Das beginnt schon ganz am Anfang, wo im Englischen sofort auffällt, dass die Texte einfach unglaublich gut geschrieben sind. Spielend leicht wird man erst einmal in den Bann der geschriebenen Worte gezogen. Sobald man dann den Protagonisten Blackiris kennenlernt, hat man etwas Neues, von dem man sich begeistern lassen kann. Er ist von Beginn an sympathisch, obwohl er eigentlich so einiges versucht, vor seinem "Gast" La (und dem Leser) den beinahe gegenteiligen Eindruck zu erwecken - zumindest so als wäre ihm eigentlich alles völlig egal. Das ganze wirkt allerdings überhaupt nicht erzwungen oder aufgesetzt edgy, sondern extrem natürlich. Es ist wirklich geschickt gemacht, dass Blackiris einerseits nachvollziehbar, menschlich und vielschichtig erscheint, während er sich als Charakter trotzdem einzigartig anfühlt. Ich will damit nur sehr ausführlich ausdrücken: Wer ihn nicht liebt, der hat ein Herz aus Stein!!! !! 11 
Ähnliches trifft auf La zu, die zwar ganz anders, aber ihm ein gutes Gegenstück ist, und die man definitiv sofort lieb gewinnt. Für mich war Blackiris zwar definitiv das größere Highlight, aber das sind schon Abstufungen auf sehr hohem Niveau - beide Protagonisten sind einfach sehr gut gelungen. 
Die Geschichte nimmt sich auch gut Zeit, sie wirklich kennenzulernen. Anfangs erleben wir scheinbar unzusammenhängende Geschichten aus der Sicht von Blackiris und La, die uns ihren Charakter, aber auch mehr von der Welt allgemein, näher bringen. Wenn es dann schließlich wirklich ernster wird, ist man längst viel zu invested, um nicht mitzufiebern. Es bleibt dabei auch nicht nur bei den zwei Hauptcharakteren, auch die wenigen Nebencharaktere und deren Hintergründe wissen zu gefallen. 
Dramaturgisch wurde hier auf jeden Fall alles richtig gemacht.


Natürlich muss man bei einer Kinetic Novel auch auf den Zeichenstil zu sprechen kommen, ohne den es ja dann auch nicht geht. Es gibt von True Remembrance eine DS-Version, wo der Stil eklatant geändert wurde und... ich finde den nicht gut.

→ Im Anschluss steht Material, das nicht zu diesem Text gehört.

use std::str::FromStr;

use thiserror::Error;

/// An environment variable required by the application is not set.
#[derive(Debug, Error)]
#[error("Missing environment variable: {0}")]
pub struct MissingEnvVarError(pub String);

/// An environment variable is set but its value does not parse.
#[derive(Debug, Error)]
#[error("Invalid value for environment variable {name}: {value:?}")]
pub struct InvalidEnvVarError {
    /// Name of the variable.
    pub name: String,
    /// The raw value that failed to parse.
    pub value: String,
}

/// Reads an environment variable, returning a structured error if it's missing.
///
/// This is a thin wrapper around `std::env::var` that provides a more
/// ergonomic and specific error type for missing variables.
///
/// # Arguments
/// * `name` - The name of the environment variable to read.
pub fn get_env_var(name: &str) -> Result<String, MissingEnvVarError> {
    std::env::var(name).map_err(|_| MissingEnvVarError(name.to_string()))
}

/// Reads and parses an optional environment variable.
///
/// Unset or blank variables yield `Ok(None)`; a value that fails to parse is an error
/// rather than being silently replaced by a default.
pub fn parse_env_var<T: FromStr>(name: &str) -> Result<Option<T>, InvalidEnvVarError> {
    let Ok(raw) = get_env_var(name) else {
        return Ok(None);
    };
    let trimmed = raw.trim();
    if trimmed.is_empty() {
        return Ok(None);
    }
    trimmed.parse::<T>().map(Some).map_err(|_| InvalidEnvVarError {
        name: name.to_string(),
        value: raw.clone(),
    })
}

/// Reads and parses an environment variable, falling back to `default` when unset.
pub fn env_or<T: FromStr>(name: &str, default: T) -> Result<T, InvalidEnvVarError> {
    Ok(parse_env_var(name)?.unwrap_or(default))
}

#[cfg(test)]
mod tests {
    use super::*;
    use serial_test::serial;

    #[test]
    #[serial]
    fn env_or_uses_default_when_unset() {
        unsafe { std::env::remove_var("SHARED_UTILS_TEST_YEARS") };
        assert_eq!(env_or("SHARED_UTILS_TEST_YEARS", 5u32).unwrap(), 5);
    }

    #[test]
    #[serial]
    fn env_or_parses_value() {
        unsafe { std::env::set_var("SHARED_UTILS_TEST_YEARS", " 7 ") };
        assert_eq!(env_or("SHARED_UTILS_TEST_YEARS", 5u32).unwrap(), 7);
        unsafe { std::env::remove_var("SHARED_UTILS_TEST_YEARS") };
    }

    #[test]
    #[serial]
    fn invalid_value_is_an_error() {
        unsafe { std::env::set_var("SHARED_UTILS_TEST_YEARS", "five") };
        let err = env_or("SHARED_UTILS_TEST_YEARS", 5u32).unwrap_err();
        assert_eq!(err.name, "SHARED_UTILS_TEST_YEARS");
        assert_eq!(err.value, "five");
        unsafe { std::env::remove_var("SHARED_UTILS_TEST_YEARS") };
    }

    #[test]
    #[serial]
    fn missing_var_is_reported_by_name() {
        unsafe { std::env::remove_var("SHARED_UTILS_TEST_MISSING") };
        let err = get_env_var("SHARED_UTILS_TEST_MISSING").unwrap_err();
        assert_eq!(err.0, "SHARED_UTILS_TEST_MISSING");
    }
}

Für sich selbst sind die meisten Bilder sicher voll okay, aber im Vergleich zur Ursprungsversion sind die Figuren zu "glatt", zu "fein", zu "seelenlos". Zumindest ich empfinde es so. Blackiris sieht aus wie ein stets genervter Kiffer-Dude. In der originalen Grafik sieht er aus wie jemand, dem gerne alles egal wäre, der seine Maske aber nicht dauernd aufrecht erhalten kann, also einfach wie er. Und La ist nicht das wunderschönste Mädchen der ganzen Welt, wie einem manche der neuen Bilder weißmachen wollen, sondern wie jemand mit Charakter. 

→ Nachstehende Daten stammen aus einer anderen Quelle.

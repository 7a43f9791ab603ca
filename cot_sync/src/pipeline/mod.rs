//! End-to-end run: lock, ingest every variant, refresh prices once, export every
//! variant, unlock.
//!
//! Failures are contained per variant and per step and reported in the
//! [`RunSummary`]. Only lock faults and setup errors (opening the store) end a run
//! early with an error.

mod cancel;
pub mod lock;

use std::collections::BTreeSet;
use std::path::PathBuf;
use std::sync::Arc;
use std::time::{Duration, Instant};

use anyhow::Context;
use chrono::{DateTime, Datelike, Utc};
use cot_ingestor::download::cftc::CftcDownloader;
use cot_ingestor::download::{expected_years, DownloadError, ReportSource};
use cot_ingestor::models::report::{ReportType, SubType, Variant};
use cot_ingestor::parse::{parse_archive, parse_current_period};
use cot_ingestor::providers::yahoo::YahooProvider;
use futures::stream::{self, StreamExt};
use serde::Serialize;
use tracing::{debug, error, info, warn};

use crate::analytics::Calculator;
use crate::config::SyncConfig;
use crate::export::Exporter;
use crate::prices::{PriceCache, PriceData, PriceService};
use crate::store::CotStore;

pub use cancel::CancelToken;
pub use lock::{LockError, LockGuard, LockOutcome, PipelineLock};

pub const DEFAULT_DOWNLOAD_WORKERS: usize = 4;
pub const DEFAULT_YEARS: u32 = 5;

/// Caller-controlled switches for one run.
#[derive(Debug, Clone, Default)]
pub struct RunOptions {
    /// Delete each selected variant before ingesting it again from scratch.
    pub force_reload: bool,
    pub report_type: Option<ReportType>,
    pub sub_type: Option<SubType>,
    /// Use prices cached in memory or stored by an earlier run; fetch only if
    /// neither has anything fresh.
    pub skip_prices: bool,
    /// Newest archive year to consider; the current UTC year when unset.
    pub as_of_year: Option<i32>,
}

#[derive(Debug, Clone, PartialEq, Eq, Serialize)]
#[serde(tag = "status", content = "reason", rename_all = "snake_case")]
pub enum StepStatus {
    Succeeded,
    Skipped(String),
    Failed(String),
}

impl StepStatus {
    pub fn is_failed(&self) -> bool {
        matches!(self, StepStatus::Failed(_))
    }
}

#[derive(Debug, Clone, Serialize)]
pub struct VariantOutcome {
    pub variant: Variant,
    pub ingest: StepStatus,
    /// Years already in the ledger.
    pub years_skipped: Vec<i32>,
    pub years_ingested: Vec<i32>,
    /// Years whose download or parse produced nothing storable; retried next run.
    pub years_failed: Vec<i32>,
    pub current_rows: usize,
    pub export: StepStatus,
    pub markets_exported: usize,
}

impl VariantOutcome {
    fn new(variant: Variant) -> Self {
        Self {
            variant,
            ingest: StepStatus::Skipped("not started".into()),
            years_skipped: Vec::new(),
            years_ingested: Vec::new(),
            years_failed: Vec::new(),
            current_rows: 0,
            export: StepStatus::Skipped("not started".into()),
            markets_exported: 0,
        }
    }
}

#[derive(Debug, Clone, Serialize)]
pub struct RunSummary {
    pub started_at: DateTime<Utc>,
    pub elapsed: Duration,
    pub cancelled: bool,
    pub variants: Vec<VariantOutcome>,
    pub prices: StepStatus,
    /// Markets with price bars attached.
    pub price_markets: usize,
}

impl RunSummary {
    pub fn failed_variants(&self) -> impl Iterator<Item = &VariantOutcome> {
        self.variants
            .iter()
            .filter(|v| v.ingest.is_failed() || v.export.is_failed())
    }
}

#[derive(Debug, Clone, Serialize)]
#[serde(tag = "result", rename_all = "snake_case")]
pub enum RunResult {
    Completed(RunSummary),
    /// `pid` is `None` when the holder's marker could not be read.
    AlreadyRunning { pid: Option<u32> },
}

pub struct Pipeline {
    source: Arc<dyn ReportSource>,
    prices: PriceService,
    exporter: Exporter,
    db_path: String,
    lock_path: PathBuf,
    years: u32,
    download_workers: usize,
}

impl Pipeline {
    pub fn new(
        source: Arc<dyn ReportSource>,
        prices: PriceService,
        exporter: Exporter,
        db_path: impl Into<String>,
        lock_path: impl Into<PathBuf>,
    ) -> Self {
        Self {
            source,
            prices,
            exporter,
            db_path: db_path.into(),
            lock_path: lock_path.into(),
            years: DEFAULT_YEARS,
            download_workers: DEFAULT_DOWNLOAD_WORKERS,
        }
    }

    /// Wires the HTTP downloader, the Yahoo provider and the exporter from config.
    pub fn from_config(config: &SyncConfig) -> anyhow::Result<Self> {
        let downloader = CftcDownloader::new(config.download.downloader_config())
            .context("building report downloader")?;
        let provider = YahooProvider::new(
            config.prices.base_url.clone(),
            Duration::from_secs(config.prices.timeout_secs),
        )
        .context("building price provider")?;
        let cache = PriceCache::new(chrono::Duration::hours(config.prices.cache_ttl_hours));
        let prices = PriceService::new(Arc::new(provider), Arc::new(cache))
            .with_years(config.prices.years)
            .with_workers(config.prices.workers);
        let exporter = Exporter::new(
            config.output_dir.clone(),
            Calculator::new(config.analytics.clone()),
        );

        Ok(Self::new(
            Arc::new(downloader),
            prices,
            exporter,
            config.db_path.clone(),
            config.lock_path.clone(),
        )
        .with_years(config.download.years)
        .with_download_workers(config.download.workers))
    }

    /// Archive years kept per variant.
    pub fn with_years(mut self, years: u32) -> Self {
        self.years = years.max(1);
        self
    }

    pub fn with_download_workers(mut self, workers: usize) -> Self {
        self.download_workers = workers.max(1);
        self
    }

    pub fn price_service(&self) -> &PriceService {
        &self.prices
    }

    pub async fn run(&self, options: &RunOptions, cancel: &CancelToken) -> anyhow::Result<RunResult> {
        let started_at = Utc::now();
        let timer = Instant::now();

        let _guard = match PipelineLock::acquire(&self.lock_path)? {
            LockOutcome::Acquired(guard) => guard,
            LockOutcome::AlreadyRunning { pid } => return Ok(RunResult::AlreadyRunning { pid }),
        };

        let mut store = CotStore::open(&self.db_path)?;
        let variants = Variant::selected(options.report_type, options.sub_type);
        let as_of_year = options.as_of_year.unwrap_or_else(|| Utc::now().year());
        info!(
            variants = variants.len(),
            force = options.force_reload,
            skip_prices = options.skip_prices,
            as_of_year,
            "pipeline starting"
        );

        let mut outcomes = Vec::with_capacity(variants.len());
        for &variant in &variants {
            if cancel.is_cancelled() {
                break;
            }
            outcomes.push(
                self.ingest_variant(&mut store, variant, options, as_of_year, cancel)
                    .await,
            );
        }

        let (prices, price_data) = if cancel.is_cancelled() {
            (StepStatus::Skipped("cancelled".into()), PriceData::new())
        } else {
            self.refresh_prices(&mut store, &variants, options.skip_prices)
                .await
        };

        for outcome in &mut outcomes {
            if cancel.is_cancelled() {
                outcome.export = StepStatus::Skipped("cancelled".into());
                continue;
            }
            match self
                .exporter
                .export_variant(&mut store, outcome.variant, &price_data)
            {
                Ok(summary) => {
                    outcome.export = StepStatus::Succeeded;
                    outcome.markets_exported = summary.markets;
                }
                Err(err) => {
                    error!(variant = %outcome.variant, error = %format!("{err:#}"), "export failed");
                    outcome.export = StepStatus::Failed(format!("{err:#}"));
                }
            }
        }

        let summary = RunSummary {
            started_at,
            elapsed: timer.elapsed(),
            cancelled: cancel.is_cancelled(),
            variants: outcomes,
            prices,
            price_markets: price_data.len(),
        };
        info!(
            elapsed_ms = summary.elapsed.as_millis() as u64,
            cancelled = summary.cancelled,
            failed = summary.failed_variants().count(),
            "pipeline complete"
        );
        Ok(RunResult::Completed(summary))
    }

    async fn ingest_variant(
        &self,
        store: &mut CotStore,
        variant: Variant,
        options: &RunOptions,
        as_of_year: i32,
        cancel: &CancelToken,
    ) -> VariantOutcome {
        info!(
            %variant,
            report = variant.report_type.display_name(),
            subtype = variant.sub_type.display_name(),
            "processing variant"
        );
        let mut outcome = VariantOutcome::new(variant);
        let result = self
            .ingest(store, variant, options, as_of_year, cancel, &mut outcome)
            .await;
        outcome.ingest = match result {
            Ok(()) if cancel.is_cancelled() => StepStatus::Skipped("cancelled".into()),
            Ok(()) => StepStatus::Succeeded,
            Err(err) => {
                error!(%variant, error = %format!("{err:#}"), "ingest failed");
                StepStatus::Failed(format!("{err:#}"))
            }
        };
        outcome
    }

    async fn ingest(
        &self,
        store: &mut CotStore,
        variant: Variant,
        options: &RunOptions,
        as_of_year: i32,
        cancel: &CancelToken,
        outcome: &mut VariantOutcome,
    ) -> anyhow::Result<()> {
        let done: BTreeSet<i32> = if options.force_reload {
            let removed = store.delete_variant(variant)?;
            info!(%variant, removed, "forced reload, variant cleared");
            BTreeSet::new()
        } else {
            store.ingested_years(variant)?
        };

        let (skipped, missing): (Vec<i32>, Vec<i32>) = expected_years(as_of_year, self.years)
            .into_iter()
            .partition(|y| done.contains(y));
        if !skipped.is_empty() {
            info!(%variant, years = ?skipped, "skipping already ingested years");
        }
        outcome.years_skipped = skipped;

        let mut downloads = self.download_years(variant, missing, cancel).await;
        downloads.sort_by_key(|(year, _)| *year);

        for (year, result) in downloads {
            if cancel.is_cancelled() {
                return Ok(());
            }
            let text = match result {
                Some(Ok(text)) => text,
                Some(Err(err)) => {
                    warn!(%variant, year, error = %err, "year download failed, skipping");
                    outcome.years_failed.push(year);
                    continue;
                }
                None => continue,
            };
            let records = parse_archive(&text, variant);
            if records.is_empty() {
                warn!(%variant, year, "archive produced no rows");
                outcome.years_failed.push(year);
                continue;
            }
            let stored = store
                .upsert(&records)
                .with_context(|| format!("storing {variant} {year}"))?;
            store.record_year_ingested(variant, year, stored)?;
            info!(%variant, year, rows = stored, "year stored");
            outcome.years_ingested.push(year);
        }

        if cancel.is_cancelled() {
            return Ok(());
        }
        match self.source.fetch_current_period(variant).await {
            Ok(text) => {
                let records = parse_current_period(&text, variant);
                if !records.is_empty() {
                    outcome.current_rows = store
                        .upsert(&records)
                        .with_context(|| format!("storing {variant} current period"))?;
                    info!(%variant, rows = outcome.current_rows, "current period stored");
                }
            }
            Err(err) => warn!(%variant, error = %err, "current period download failed"),
        }

        let stats = store.get_variant_stats(Some(variant.report_type), Some(variant.sub_type))?;
        info!(
            %variant,
            records = stats.total_records,
            markets = stats.total_markets,
            first = ?stats.first_date,
            last = ?stats.last_date,
            "variant ingested"
        );
        Ok(())
    }

    /// Downloads `years` concurrently. `None` marks a year not started because the
    /// run was cancelled.
    async fn download_years(
        &self,
        variant: Variant,
        years: Vec<i32>,
        cancel: &CancelToken,
    ) -> Vec<(i32, Option<Result<String, DownloadError>>)> {
        let source = &self.source;
        stream::iter(years)
            .map(|year| async move {
                if cancel.is_cancelled() {
                    return (year, None);
                }
                (year, Some(source.fetch_year_archive(variant, year).await))
            })
            .buffer_unordered(self.download_workers)
            .collect()
            .await
    }

    async fn refresh_prices(
        &self,
        store: &mut CotStore,
        variants: &[Variant],
        skip_prices: bool,
    ) -> (StepStatus, PriceData) {
        let mut codes: Vec<String> = Vec::new();
        for &variant in variants {
            match store.get_all_markets_for_variant(variant) {
                Ok(markets) => codes.extend(markets.into_iter().map(|m| m.code)),
                Err(err) => warn!(%variant, error = %format!("{err:#}"), "listing markets failed"),
            }
        }
        codes.sort();
        codes.dedup();
        if codes.is_empty() {
            return (StepStatus::Skipped("no markets".into()), PriceData::new());
        }

        if skip_prices {
            self.restore_prices(store, &codes);
            let cached = self.prices.cached(&codes);
            info!(markets = cached.len(), "using cached prices");
            if !cached.is_empty() {
                return (StepStatus::Skipped("using cached prices".into()), cached);
            }
            info!("price cache empty, fetching");
        }
        let data = self.prices.refresh_all(&codes).await;
        let fetched_at = self.prices.cache().now();
        if let Err(err) = store.save_prices(&data, fetched_at) {
            warn!(error = %format!("{err:#}"), "storing prices failed");
        }
        (StepStatus::Succeeded, data)
    }

    /// Loads prices stored by earlier runs into the cache, keeping their fetch times
    /// so expired bars stay expired.
    fn restore_prices(&self, store: &mut CotStore, codes: &[String]) {
        let missing: Vec<String> = codes
            .iter()
            .filter(|code| self.prices.cache().get(code).is_none())
            .cloned()
            .collect();
        match store.load_prices(&missing) {
            Ok(stored) => {
                let restored = stored.len();
                for (code, entry) in stored {
                    self.prices.cache().put_at(code, entry.bars, entry.fetched_at);
                }
                debug!(restored, "restored stored prices");
            }
            Err(err) => warn!(error = %format!("{err:#}"), "loading stored prices failed"),
        }
    }
}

Gut, aber ich will mich nicht weiter aufregen, ich hab ja die richtige Version gelesen. ;0 
Überhaupt gibt es nicht wirklich etwas, was ich sonst kritisieren könnte. Vielleicht, dass manche Dinge offen bleiben, die nur die Nebencharaktere betreffen - ich meine damit vor allem Irina, bei der man nie erfährt, warum sie Erinnerungen verlieren wollte, obwohl ihre Familie sie nicht aufgegeben hatte. Aber es stört nicht einmal so wirklich, dass auch etwas offen bleibt, also schreibe ich das eigentlich nur, damit ich wenigstens noch irgendetwas bemängeln kann. 

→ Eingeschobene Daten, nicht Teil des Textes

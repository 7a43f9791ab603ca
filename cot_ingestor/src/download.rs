//! Report source abstraction and the CFTC HTTP downloader.
//!
//! [`ReportSource`] is the seam the pipeline depends on. [`cftc::CftcDownloader`]
//! implements it against the public CFTC file server: yearly zip archives plus a
//! headerless current-week text file per variant.
//!
//! Transient failures (transport errors, timeouts, non-2xx statuses) are retried with
//! linear backoff. Archive problems are not retried.

pub mod archive;
pub mod cftc;

use std::time::Duration;

use async_trait::async_trait;
use snafu::{Backtrace, Snafu};

use crate::models::report::{ReportType, SubType, Variant};

/// Source of raw report text for a variant.
#[async_trait]
pub trait ReportSource: Send + Sync {
    /// Fetches the yearly archive for `year` and returns its tabular member as text.
    async fn fetch_year_archive(&self, variant: Variant, year: i32) -> Result<String, DownloadError>;

    /// Fetches the latest (possibly revised) period as headerless text.
    async fn fetch_current_period(&self, variant: Variant) -> Result<String, DownloadError>;
}

/// Errors that can occur while downloading report files.
#[derive(Debug, Snafu)]
#[snafu(visibility(pub))]
pub enum DownloadError {
    /// Failed to construct the HTTP client.
    #[snafu(display("Failed to build HTTP client: {source}"))]
    ClientBuild {
        source: reqwest::Error,
        backtrace: Backtrace,
    },

    /// Transport failure or timeout.
    #[snafu(display("Request to {url} failed: {source}"))]
    Http {
        url: String,
        source: reqwest::Error,
        backtrace: Backtrace,
    },

    /// The server answered with a non-success status.
    #[snafu(display("Request to {url} returned HTTP {status}"))]
    Status {
        url: String,
        status: u16,
        backtrace: Backtrace,
    },

    /// Every attempt failed.
    #[snafu(display("Giving up on {url} after {attempts} attempts: {source}"))]
    Exhausted {
        url: String,
        attempts: u32,
        #[snafu(source(from(DownloadError, Box::new)))]
        source: Box<DownloadError>,
    },

    /// The payload is not a readable zip archive.
    #[snafu(display("Bad archive: {source}"))]
    Archive {
        source: zip::result::ZipError,
        backtrace: Backtrace,
    },

    /// Reading an archive member failed.
    #[snafu(display("Failed to read archive member {name}: {source}"))]
    ArchiveRead {
        name: String,
        source: std::io::Error,
        backtrace: Backtrace,
    },

    /// The archive holds no `.txt` or `.csv` member.
    #[snafu(display("No tabular member in archive (members: {members:?})"))]
    NoTabularMember {
        members: Vec<String>,
        backtrace: Backtrace,
    },
}

impl DownloadError {
    /// Whether another attempt could succeed.
    pub fn is_transient(&self) -> bool {
        matches!(self, DownloadError::Http { .. } | DownloadError::Status { .. })
    }
}

/// Default CFTC file server.
pub const CFTC_BASE_URL: &str = "https://www.cftc.gov";

/// HTTP behaviour of the downloader.
#[derive(Debug, Clone)]
pub struct DownloaderConfig {
    /// Scheme and host the URL paths are appended to.
    pub base_url: String,
    /// Per-request timeout.
    pub timeout: Duration,
    /// Total attempts per URL.
    pub retries: u32,
    /// Backoff unit; attempt `n` waits `backoff * n` before the next one.
    pub backoff: Duration,
    /// User agent sent with every request.
    pub user_agent: String,
    /// Upper bound on outbound requests per second.
    pub requests_per_second: u32,
}

impl Default for DownloaderConfig {
    fn default() -> Self {
        Self {
            base_url: CFTC_BASE_URL.to_string(),
            timeout: Duration::from_secs(60),
            retries: 3,
            backoff: Duration::from_secs(2),
            user_agent: concat!("cot-sync/", env!("CARGO_PKG_VERSION")).to_string(),
            requests_per_second: 5,
        }
    }
}

/// URL path of the yearly archive, with a `{year}` placeholder.
pub fn year_archive_path(variant: Variant) -> &'static str {
    use ReportType::*;
    use SubType::*;
    match (variant.report_type, variant.sub_type) {
        (Legacy, FuturesOnly) => "/files/dea/history/deacot{year}.zip",
        (Legacy, Combined) => "/files/dea/history/deahistfo{year}.zip",
        (Disaggregated, FuturesOnly) => "/files/dea/history/fut_disagg_txt_{year}.zip",
        (Disaggregated, Combined) => "/files/dea/history/com_disagg_txt_{year}.zip",
        (FinancialFutures, FuturesOnly) => "/files/dea/history/fut_fin_txt_{year}.zip",
        (FinancialFutures, Combined) => "/files/dea/history/com_fin_txt_{year}.zip",
    }
}

/// URL path of the current-week file.
pub fn current_period_path(variant: Variant) -> &'static str {
    use ReportType::*;
    use SubType::*;
    match (variant.report_type, variant.sub_type) {
        (Legacy, FuturesOnly) => "/dea/newcot/deafut.txt",
        (Legacy, Combined) => "/dea/newcot/deacom.txt",
        (Disaggregated, FuturesOnly) => "/dea/newcot/f_disagg.txt",
        (Disaggregated, Combined) => "/dea/newcot/c_disagg.txt",
        (FinancialFutures, FuturesOnly) => "/dea/newcot/FinFutWk.txt",
        (FinancialFutures, Combined) => "/dea/newcot/FinComWk.txt",
    }
}

/// The `years` calendar years ending at `as_of_year`, oldest first.
pub fn expected_years(as_of_year: i32, years: u32) -> Vec<i32> {
    let years = i32::try_from(years.max(1)).unwrap_or(i32::MAX);
    ((as_of_year.saturating_sub(years) + 1)..=as_of_year).collect()
}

Ansonsten stimmt nämlich so ziemlich alles, und diese Visual Novel versetzt einen mit allen Zutaten - also dem Writing, den Charakteren und auch dem melancholischen Soundtrack - in eine ganz eigene Stimmung. 
Ich möchte die Erfahrung jedenfalls nicht missen (und ich möchte vor allem Blackiris nicht missen) und kann die Geschichte wirklich jedem wärmstens Empfehlen. Ich bin gespannt, wie viel Eindruck sie dieses Jahr dann im Gesamten wirklich bei mir hinterlassen wird. Momentan bin ich guter Hoffnung.